## Task goal
From the entries, copy every line that carries the string "PostgresDiscountRepository".

** Supplied material follows **

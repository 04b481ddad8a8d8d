use super::*;

#[derive(Debug, serde::Deserialize)]
pub struct ProductListQuery {
    pub marca: Option<i64>,
    pub categoria: Option<i64>,
    pub estado: Option<bool>,
    pub search: Option<String>,
    pub ordering: Option<String>,
}

pub async fn list_products_handler(
    State(state): State<AppState>,
    Query(query): Query<ProductListQuery>,
) -> ApiResult<Json<Vec<ProductResponse>>> {
    let ordering = parse_optional::<ProductOrdering>(query.ordering)?.unwrap_or_default();
    let today = Utc::now().date_naive();
    let products = state
        .catalog_service
        .list_products(ProductQuery {
            brand_id: query.marca,
            category_id: query.categoria,
            active: query.estado,
            search: query.search,
            ordering,
        })
        .await?
        .into_iter()
        .map(|product| ProductResponse::from_product(product, today))
        .collect();

    Ok(Json(products))
}

pub async fn get_product_handler(
    State(state): State<AppState>,
    Path(product_id): Path<i64>,
) -> ApiResult<Json<ProductResponse>> {
    let product = state.catalog_service.get_product(product_id).await?;
    Ok(Json(ProductResponse::from_product(
        product,
        Utc::now().date_naive(),
    )))
}

pub async fn create_product_handler(
    State(state): State<AppState>,
    Extension(actor): Extension<ActorContext>,
    Json(payload): Json<ProductRequest>,
) -> ApiResult<(StatusCode, Json<ProductResponse>)> {
    let product = state
        .catalog_service
        .create_product(&actor, payload.into_draft()?)
        .await?;

    Ok((
        StatusCode::CREATED,
        Json(ProductResponse::from_product(
            product,
            Utc::now().date_naive(),
        )),
    ))
}

pub async fn update_product_handler(
    State(state): State<AppState>,
    Extension(actor): Extension<ActorContext>,
    Path(product_id): Path<i64>,
    Json(payload): Json<ProductRequest>,
) -> ApiResult<Json<ProductResponse>> {
    let product = state
        .catalog_service
        .update_product(&actor, product_id, payload.into_draft()?)
        .await?;

    Ok(Json(ProductResponse::from_product(
        product,
        Utc::now().date_naive(),
    )))
}

pub async fn delete_product_handler(
    State(state): State<AppState>,
    Extension(actor): Extension<ActorContext>,
    Path(product_id): Path<i64>,
) -> ApiResult<StatusCode> {
    state
        .catalog_service
        .delete_product(&actor, product_id)
        .await?;
    Ok(StatusCode::NO_CONTENT)
}

pub async fn set_product_discount_handler(
    State(state): State<AppState>,
    Extension(actor): Extension<ActorContext>,
    Path(product_id): Path<i64>,
    Json(payload): Json<ProductDiscountRequest>,
) -> ApiResult<Json<ProductResponse>> {
    let product = state
        .catalog_service
        .set_product_discount(&actor, product_id, payload.into_discount()?)
        .await?;

    Ok(Json(ProductResponse::from_product(
        product,
        Utc::now().date_naive(),
    )))
}
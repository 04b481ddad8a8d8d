use async_trait::async_trait;
use chrono::{DateTime, NaiveDate, Utc};
use rust_decimal::Decimal;
use serde::Deserialize;
use smartsales_core::AppResult;
use smartsales_domain::{Product, Report, ReportFormat, ReportParameters, ReportType, Sale};

use crate::report_service::ReportDataset;

/// Input for persisting a generated report.
#[derive(Debug, Clone, PartialEq)]
pub struct NewReport {
    /// Report subject.
    pub report_type: ReportType,
    /// Output format.
    pub format: ReportFormat,
    /// Requesting user.
    pub requested_by: i64,
    /// Stored artifact key.
    pub file_path: String,
    /// Parameters as opaque JSON.
    pub parameters: serde_json::Value,
    /// Range start.
    pub starts_on: Option<NaiveDate>,
    /// Range end.
    pub ends_on: Option<NaiveDate>,
    /// Description.
    pub description: String,
}

/// Report listing filters.
#[derive(Debug, Clone, Copy, Default, PartialEq, Eq)]
pub struct ReportQuery {
    /// Restrict to one requester.
    pub requested_by: Option<i64>,
    /// Restrict to one subject.
    pub report_type: Option<ReportType>,
    /// Restrict to one format.
    pub format: Option<ReportFormat>,
    /// Generated on or after this day.
    pub generated_since: Option<NaiveDate>,
}

/// Repository port for generated reports.
#[async_trait]
pub trait ReportRepository: Send + Sync {
    /// Persists a report row.
    async fn create_report(&self, input: NewReport) -> AppResult<Report>;

    /// Finds a report.
    async fn find_report(&self, report_id: i64) -> AppResult<Option<Report>>;

    /// Lists reports newest first.
    async fn list_reports(&self, query: ReportQuery) -> AppResult<Vec<Report>>;

    /// Deletes a report row.
    async fn delete_report(&self, report_id: i64) -> AppResult<()>;
}

/// Per-customer purchase aggregate.
#[derive(Debug, Clone, PartialEq, Eq)]
pub struct CustomerPurchaseSummary {
    /// Customer identifier.
    pub user_id: i64,
    /// Username.
    pub username: String,
    /// Email.
    pub email: String,
    /// Paid purchases.
    pub purchases: i64,
    /// Lifetime paid spend.
    pub total_spent: Decimal,
    /// Registration timestamp.
    pub joined_at: DateTime<Utc>,
}

/// Read-side queries feeding the report assembler.
#[async_trait]
pub trait ReportDataSource: Send + Sync {
    /// Paid sales with lines inside the inclusive range, newest first.
    async fn paid_sales(
        &self,
        from: Option<NaiveDate>,
        to: Option<NaiveDate>,
    ) -> AppResult<Vec<Sale>>;

    /// Listed products.
    async fn active_products(&self) -> AppResult<Vec<Product>>;

    /// Purchase aggregates for every user holding the customer role.
    async fn customer_summaries(&self) -> AppResult<Vec<CustomerPurchaseSummary>>;
}

/// Rendered artifact.
#[derive(Debug, Clone, PartialEq, Eq)]
pub struct RenderedReport {
    /// Artifact bytes.
    pub bytes: Vec<u8>,
    /// Suggested file name.
    pub file_name: String,
    /// MIME type.
    pub content_type: &'static str,
}

/// Renders assembled datasets into PDF, spreadsheet or JSON artifacts.
pub trait ReportRenderer: Send + Sync {
    /// Renders `dataset` in the requested format.
    fn render(
        &self,
        dataset: &ReportDataset,
        parameters: &ReportParameters,
        generated_at: DateTime<Utc>,
    ) -> AppResult<RenderedReport>;
}

/// Storage for generated files.
#[async_trait]
pub trait DocumentStore: Send + Sync {
    /// Stores bytes under a relative key and returns the stored path.
    async fn save(&self, key: &str, bytes: &[u8]) -> AppResult<String>;

    /// Reads a stored file.
    async fn read(&self, path: &str) -> AppResult<Vec<u8>>;

    /// Removes a stored file; missing files are not an error.
    async fn delete(&self, path: &str) -> AppResult<()>;
}

/// Loose report hints returned by the generative-text service.
#[derive(Debug, Clone, Default, PartialEq, Eq, Deserialize)]
pub struct AiReportHints {
    /// Report subject.
    pub tipo: Option<String>,
    /// Output format.
    pub formato: Option<String>,
    /// ISO start date.
    pub fecha_inicio: Option<String>,
    /// ISO end date.
    pub fecha_fin: Option<String>,
    /// Grouping key.
    pub agrupar_por: Option<String>,
    /// Chart toggle.
    pub incluir_graficos: Option<bool>,
}

/// Port for the optional generative-text interpretation.
#[async_trait]
pub trait PromptInterpreter: Send + Sync {
    /// Interprets a prompt; any failure yields `None`.
    async fn interpret(&self, prompt: &str) -> Option<AiReportHints>;
}

/// Uploaded audio clip.
#[derive(Debug, Clone, PartialEq, Eq)]
pub struct AudioClip {
    /// Original file name.
    pub file_name: String,
    /// Declared MIME type.
    pub content_type: String,
    /// Raw audio bytes.
    pub bytes: Vec<u8>,
}

/// Port for the speech-to-text service.
#[async_trait]
pub trait SpeechTranscriber: Send + Sync {
    /// Transcribes Spanish speech; `None` when the audio is unintelligible.
    async fn transcribe(&self, clip: AudioClip) -> AppResult<Option<String>>;
}
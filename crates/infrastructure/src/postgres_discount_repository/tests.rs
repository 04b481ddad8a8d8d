use chrono::NaiveDate;
use rust_decimal::Decimal;
use smartsales_application::DiscountRepository;
use smartsales_core::AppError;
use smartsales_domain::DiscountDraft;

use super::PostgresDiscountRepository;
use crate::postgres_support::test_pool::{insert_product, test_pool};

fn date(year: i32, month: u32, day: u32) -> NaiveDate {
    NaiveDate::from_ymd_opt(year, month, day).unwrap_or_default()
}

#[tokio::test]
async fn current_listing_honours_window_and_switch() {
    let Some(pool) = test_pool().await else {
        return;
    };
    let repository = PostgresDiscountRepository::new(pool.clone());
    let product_id = insert_product(&pool, "Ventilador", 60, 8).await;

    let Ok(draft) = DiscountDraft::new(
        Some(product_id),
        Decimal::from(15),
        date(2031, 1, 1),
        date(2031, 1, 31),
        "rebajas de enero",
        true,
    ) else {
        panic!("draft should be valid");
    };
    let Ok(discount) = repository.create_discount(draft).await else {
        panic!("discount should be created");
    };
    assert_eq!(discount.product_name.as_deref(), Some("Ventilador"));

    let inside = repository.list_current(date(2031, 1, 15)).await;
    assert!(matches!(inside, Ok(ref list) if list.iter().any(|item| item.id == discount.id)));

    let outside = repository.list_current(date(2031, 2, 1)).await;
    assert!(matches!(outside, Ok(ref list) if list.iter().all(|item| item.id != discount.id)));

    assert!(repository.set_active(discount.id, false).await.is_ok());
    let disabled = repository.list_current(date(2031, 1, 15)).await;
    assert!(matches!(disabled, Ok(ref list) if list.iter().all(|item| item.id != discount.id)));

    assert!(repository.delete_discount(discount.id).await.is_ok());
    assert!(matches!(
        repository.set_active(discount.id, true).await,
        Err(AppError::NotFound(_))
    ));
}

** End of Supplied material **

## Reply
use super::PostgresDiscountRepository;
    let repository = PostgresDiscountRepository::new(pool.clone());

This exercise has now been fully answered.